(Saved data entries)

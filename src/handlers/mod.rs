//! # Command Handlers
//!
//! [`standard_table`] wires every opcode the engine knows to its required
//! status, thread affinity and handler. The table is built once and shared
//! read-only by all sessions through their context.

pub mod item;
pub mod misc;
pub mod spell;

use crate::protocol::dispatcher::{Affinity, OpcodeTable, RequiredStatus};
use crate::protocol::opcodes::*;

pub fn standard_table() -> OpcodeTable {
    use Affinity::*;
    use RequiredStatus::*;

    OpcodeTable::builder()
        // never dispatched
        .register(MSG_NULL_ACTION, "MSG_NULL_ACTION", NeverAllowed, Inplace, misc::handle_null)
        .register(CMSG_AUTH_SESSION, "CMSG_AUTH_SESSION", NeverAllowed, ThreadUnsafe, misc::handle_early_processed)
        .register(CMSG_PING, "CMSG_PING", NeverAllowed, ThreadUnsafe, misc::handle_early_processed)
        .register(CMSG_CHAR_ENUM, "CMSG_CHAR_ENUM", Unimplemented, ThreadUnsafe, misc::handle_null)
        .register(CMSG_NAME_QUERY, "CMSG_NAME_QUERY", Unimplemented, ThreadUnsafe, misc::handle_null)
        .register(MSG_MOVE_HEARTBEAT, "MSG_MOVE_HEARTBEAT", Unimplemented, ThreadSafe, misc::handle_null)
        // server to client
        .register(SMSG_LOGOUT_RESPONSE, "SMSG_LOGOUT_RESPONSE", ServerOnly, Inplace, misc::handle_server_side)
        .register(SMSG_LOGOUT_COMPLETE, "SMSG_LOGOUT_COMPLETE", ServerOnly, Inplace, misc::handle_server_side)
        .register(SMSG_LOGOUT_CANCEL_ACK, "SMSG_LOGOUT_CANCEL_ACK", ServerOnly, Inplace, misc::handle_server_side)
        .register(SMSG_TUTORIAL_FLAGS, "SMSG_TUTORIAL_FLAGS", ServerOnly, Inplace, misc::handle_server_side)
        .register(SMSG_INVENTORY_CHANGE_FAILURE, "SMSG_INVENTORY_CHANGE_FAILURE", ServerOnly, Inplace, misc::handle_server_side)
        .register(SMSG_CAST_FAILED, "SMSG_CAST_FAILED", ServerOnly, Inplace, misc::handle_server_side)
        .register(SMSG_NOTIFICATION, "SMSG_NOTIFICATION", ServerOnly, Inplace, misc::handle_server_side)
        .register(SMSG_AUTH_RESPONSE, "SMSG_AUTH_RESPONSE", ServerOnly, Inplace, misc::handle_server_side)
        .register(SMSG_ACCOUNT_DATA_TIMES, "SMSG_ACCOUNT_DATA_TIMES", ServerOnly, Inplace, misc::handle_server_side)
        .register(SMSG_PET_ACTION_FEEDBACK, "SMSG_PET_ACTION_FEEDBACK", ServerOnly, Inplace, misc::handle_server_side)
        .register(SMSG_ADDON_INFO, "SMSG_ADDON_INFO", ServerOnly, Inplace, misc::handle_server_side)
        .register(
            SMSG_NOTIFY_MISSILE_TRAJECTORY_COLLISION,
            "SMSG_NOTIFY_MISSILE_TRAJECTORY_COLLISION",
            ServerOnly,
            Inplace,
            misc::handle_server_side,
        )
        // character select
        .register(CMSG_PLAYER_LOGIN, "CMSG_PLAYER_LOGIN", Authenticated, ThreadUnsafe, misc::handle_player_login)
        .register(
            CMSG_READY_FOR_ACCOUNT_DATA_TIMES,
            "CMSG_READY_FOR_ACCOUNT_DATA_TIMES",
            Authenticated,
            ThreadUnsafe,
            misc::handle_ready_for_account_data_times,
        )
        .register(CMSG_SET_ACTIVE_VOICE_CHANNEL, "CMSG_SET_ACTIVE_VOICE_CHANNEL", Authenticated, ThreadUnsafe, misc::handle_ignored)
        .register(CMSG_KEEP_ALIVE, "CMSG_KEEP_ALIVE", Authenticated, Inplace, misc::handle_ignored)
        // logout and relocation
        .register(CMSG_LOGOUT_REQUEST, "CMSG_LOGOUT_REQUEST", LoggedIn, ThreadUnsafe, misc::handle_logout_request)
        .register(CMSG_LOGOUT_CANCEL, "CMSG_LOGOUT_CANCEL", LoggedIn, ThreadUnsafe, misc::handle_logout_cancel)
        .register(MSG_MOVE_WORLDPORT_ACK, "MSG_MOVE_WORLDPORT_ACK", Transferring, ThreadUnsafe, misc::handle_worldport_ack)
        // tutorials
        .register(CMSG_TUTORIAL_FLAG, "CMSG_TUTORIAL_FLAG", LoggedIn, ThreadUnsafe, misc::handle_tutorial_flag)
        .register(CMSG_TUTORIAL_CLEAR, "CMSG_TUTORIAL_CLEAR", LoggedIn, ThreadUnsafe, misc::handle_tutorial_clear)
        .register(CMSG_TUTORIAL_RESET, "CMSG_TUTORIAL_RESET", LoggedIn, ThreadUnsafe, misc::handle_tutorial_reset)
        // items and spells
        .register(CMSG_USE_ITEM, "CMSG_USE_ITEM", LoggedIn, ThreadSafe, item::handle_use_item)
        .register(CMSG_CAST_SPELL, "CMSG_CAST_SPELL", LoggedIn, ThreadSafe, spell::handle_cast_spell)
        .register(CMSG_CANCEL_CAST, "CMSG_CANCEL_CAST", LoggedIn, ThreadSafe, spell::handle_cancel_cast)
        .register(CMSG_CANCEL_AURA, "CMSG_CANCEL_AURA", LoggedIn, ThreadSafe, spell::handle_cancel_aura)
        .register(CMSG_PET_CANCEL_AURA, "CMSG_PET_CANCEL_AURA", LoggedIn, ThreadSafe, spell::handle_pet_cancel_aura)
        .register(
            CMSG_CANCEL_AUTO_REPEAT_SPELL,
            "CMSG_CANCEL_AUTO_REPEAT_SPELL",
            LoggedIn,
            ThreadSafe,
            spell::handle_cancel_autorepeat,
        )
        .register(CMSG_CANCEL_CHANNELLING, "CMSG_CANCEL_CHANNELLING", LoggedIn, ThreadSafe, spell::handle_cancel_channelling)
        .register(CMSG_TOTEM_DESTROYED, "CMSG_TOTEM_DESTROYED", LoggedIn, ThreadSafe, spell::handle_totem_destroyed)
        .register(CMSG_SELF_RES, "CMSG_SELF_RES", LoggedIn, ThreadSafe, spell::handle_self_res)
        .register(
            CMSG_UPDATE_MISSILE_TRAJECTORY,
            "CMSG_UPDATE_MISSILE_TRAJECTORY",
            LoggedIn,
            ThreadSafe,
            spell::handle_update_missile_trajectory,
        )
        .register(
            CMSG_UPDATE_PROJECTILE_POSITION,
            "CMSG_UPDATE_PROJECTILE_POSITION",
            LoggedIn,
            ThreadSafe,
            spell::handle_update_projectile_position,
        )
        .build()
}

--

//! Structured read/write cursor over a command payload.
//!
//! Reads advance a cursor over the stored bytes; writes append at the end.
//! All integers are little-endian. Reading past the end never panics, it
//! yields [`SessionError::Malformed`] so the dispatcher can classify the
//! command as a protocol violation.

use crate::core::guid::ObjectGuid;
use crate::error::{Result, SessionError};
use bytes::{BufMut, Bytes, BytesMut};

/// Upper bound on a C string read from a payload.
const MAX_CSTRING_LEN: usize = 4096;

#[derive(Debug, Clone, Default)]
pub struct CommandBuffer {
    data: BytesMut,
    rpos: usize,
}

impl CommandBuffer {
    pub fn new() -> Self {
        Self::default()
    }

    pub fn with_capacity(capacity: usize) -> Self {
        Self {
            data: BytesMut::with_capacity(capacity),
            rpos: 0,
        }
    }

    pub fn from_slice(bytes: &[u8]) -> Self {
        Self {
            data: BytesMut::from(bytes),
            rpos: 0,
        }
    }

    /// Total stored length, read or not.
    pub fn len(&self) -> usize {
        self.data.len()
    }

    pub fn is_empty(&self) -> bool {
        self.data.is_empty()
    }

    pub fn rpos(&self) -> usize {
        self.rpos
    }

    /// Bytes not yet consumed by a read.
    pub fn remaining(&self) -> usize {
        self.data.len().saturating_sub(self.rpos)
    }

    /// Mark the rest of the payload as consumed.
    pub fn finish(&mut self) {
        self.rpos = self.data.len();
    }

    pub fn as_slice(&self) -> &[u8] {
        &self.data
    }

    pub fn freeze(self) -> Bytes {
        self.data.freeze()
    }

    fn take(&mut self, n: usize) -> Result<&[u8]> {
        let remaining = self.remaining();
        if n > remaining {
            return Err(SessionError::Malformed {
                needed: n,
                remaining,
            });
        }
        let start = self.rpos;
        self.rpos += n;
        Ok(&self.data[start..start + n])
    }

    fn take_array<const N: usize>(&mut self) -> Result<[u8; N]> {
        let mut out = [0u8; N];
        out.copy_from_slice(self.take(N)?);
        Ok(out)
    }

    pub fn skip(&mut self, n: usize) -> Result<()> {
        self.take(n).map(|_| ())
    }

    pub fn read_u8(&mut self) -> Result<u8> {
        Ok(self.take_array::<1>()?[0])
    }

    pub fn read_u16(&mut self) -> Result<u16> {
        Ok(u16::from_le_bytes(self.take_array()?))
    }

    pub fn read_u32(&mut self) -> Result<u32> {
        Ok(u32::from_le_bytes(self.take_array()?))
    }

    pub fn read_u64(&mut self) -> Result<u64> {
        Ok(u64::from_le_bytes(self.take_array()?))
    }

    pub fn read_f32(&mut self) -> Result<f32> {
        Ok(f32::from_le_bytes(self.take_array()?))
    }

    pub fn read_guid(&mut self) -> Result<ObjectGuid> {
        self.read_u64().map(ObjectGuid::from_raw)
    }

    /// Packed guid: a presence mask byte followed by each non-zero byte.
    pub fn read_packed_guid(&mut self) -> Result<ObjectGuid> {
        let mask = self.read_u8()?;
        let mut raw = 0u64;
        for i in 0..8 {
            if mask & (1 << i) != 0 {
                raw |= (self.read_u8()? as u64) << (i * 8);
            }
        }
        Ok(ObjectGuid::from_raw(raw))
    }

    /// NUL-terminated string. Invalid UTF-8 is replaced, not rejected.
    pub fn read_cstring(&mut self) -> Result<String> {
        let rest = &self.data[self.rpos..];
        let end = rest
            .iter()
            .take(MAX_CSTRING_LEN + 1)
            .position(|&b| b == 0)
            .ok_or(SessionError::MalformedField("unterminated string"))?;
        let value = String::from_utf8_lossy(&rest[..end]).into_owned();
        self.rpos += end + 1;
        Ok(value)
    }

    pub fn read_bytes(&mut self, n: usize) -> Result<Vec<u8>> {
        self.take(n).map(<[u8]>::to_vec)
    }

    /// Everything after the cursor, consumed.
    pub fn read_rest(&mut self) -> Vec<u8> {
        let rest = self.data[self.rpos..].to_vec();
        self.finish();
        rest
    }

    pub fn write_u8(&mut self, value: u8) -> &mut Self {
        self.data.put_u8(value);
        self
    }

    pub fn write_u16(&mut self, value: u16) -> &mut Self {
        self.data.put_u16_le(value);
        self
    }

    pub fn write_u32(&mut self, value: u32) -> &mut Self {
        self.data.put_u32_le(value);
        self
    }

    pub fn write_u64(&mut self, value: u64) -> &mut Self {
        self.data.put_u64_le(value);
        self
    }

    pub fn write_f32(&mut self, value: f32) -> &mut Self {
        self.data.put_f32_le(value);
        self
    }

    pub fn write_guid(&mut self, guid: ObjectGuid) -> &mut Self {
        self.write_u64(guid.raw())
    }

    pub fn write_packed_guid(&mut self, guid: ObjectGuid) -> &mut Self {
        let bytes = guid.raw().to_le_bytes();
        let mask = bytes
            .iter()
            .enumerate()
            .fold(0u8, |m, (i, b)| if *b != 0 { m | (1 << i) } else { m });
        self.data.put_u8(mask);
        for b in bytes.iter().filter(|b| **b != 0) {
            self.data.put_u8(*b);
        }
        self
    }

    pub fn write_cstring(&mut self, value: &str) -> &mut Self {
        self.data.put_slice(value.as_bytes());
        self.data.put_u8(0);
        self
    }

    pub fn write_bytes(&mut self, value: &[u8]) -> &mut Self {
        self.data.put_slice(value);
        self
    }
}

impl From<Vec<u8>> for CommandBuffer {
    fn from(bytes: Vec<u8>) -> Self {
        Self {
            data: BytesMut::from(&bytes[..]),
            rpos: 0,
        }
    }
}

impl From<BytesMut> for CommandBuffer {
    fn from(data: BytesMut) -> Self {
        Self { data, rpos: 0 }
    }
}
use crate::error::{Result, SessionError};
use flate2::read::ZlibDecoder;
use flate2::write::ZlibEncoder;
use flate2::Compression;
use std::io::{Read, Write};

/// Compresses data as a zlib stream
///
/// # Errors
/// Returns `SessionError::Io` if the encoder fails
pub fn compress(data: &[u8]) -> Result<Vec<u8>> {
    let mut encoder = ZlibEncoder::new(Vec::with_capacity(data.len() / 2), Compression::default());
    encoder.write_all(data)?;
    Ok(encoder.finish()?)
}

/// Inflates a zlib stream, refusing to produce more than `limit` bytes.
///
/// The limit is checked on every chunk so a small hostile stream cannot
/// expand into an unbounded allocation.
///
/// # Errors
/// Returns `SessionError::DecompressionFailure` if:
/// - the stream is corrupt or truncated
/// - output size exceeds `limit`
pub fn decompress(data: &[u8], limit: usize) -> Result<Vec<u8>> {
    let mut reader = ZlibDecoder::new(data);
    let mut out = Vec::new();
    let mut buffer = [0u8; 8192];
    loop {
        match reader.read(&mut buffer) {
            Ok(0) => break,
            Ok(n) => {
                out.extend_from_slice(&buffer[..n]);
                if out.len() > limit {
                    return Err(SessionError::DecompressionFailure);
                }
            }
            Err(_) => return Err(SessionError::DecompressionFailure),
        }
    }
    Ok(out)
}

■ **WORK REQUEST**: For the word "protocol", return every line of the records that holds it.

■ **SOLUTION FOR THIS EXERCISE**:
use crate::protocol::dispatcher::{Affinity, OpcodeTable, RequiredStatus};
use crate::protocol::opcodes::*;
//! command as a protocol violation.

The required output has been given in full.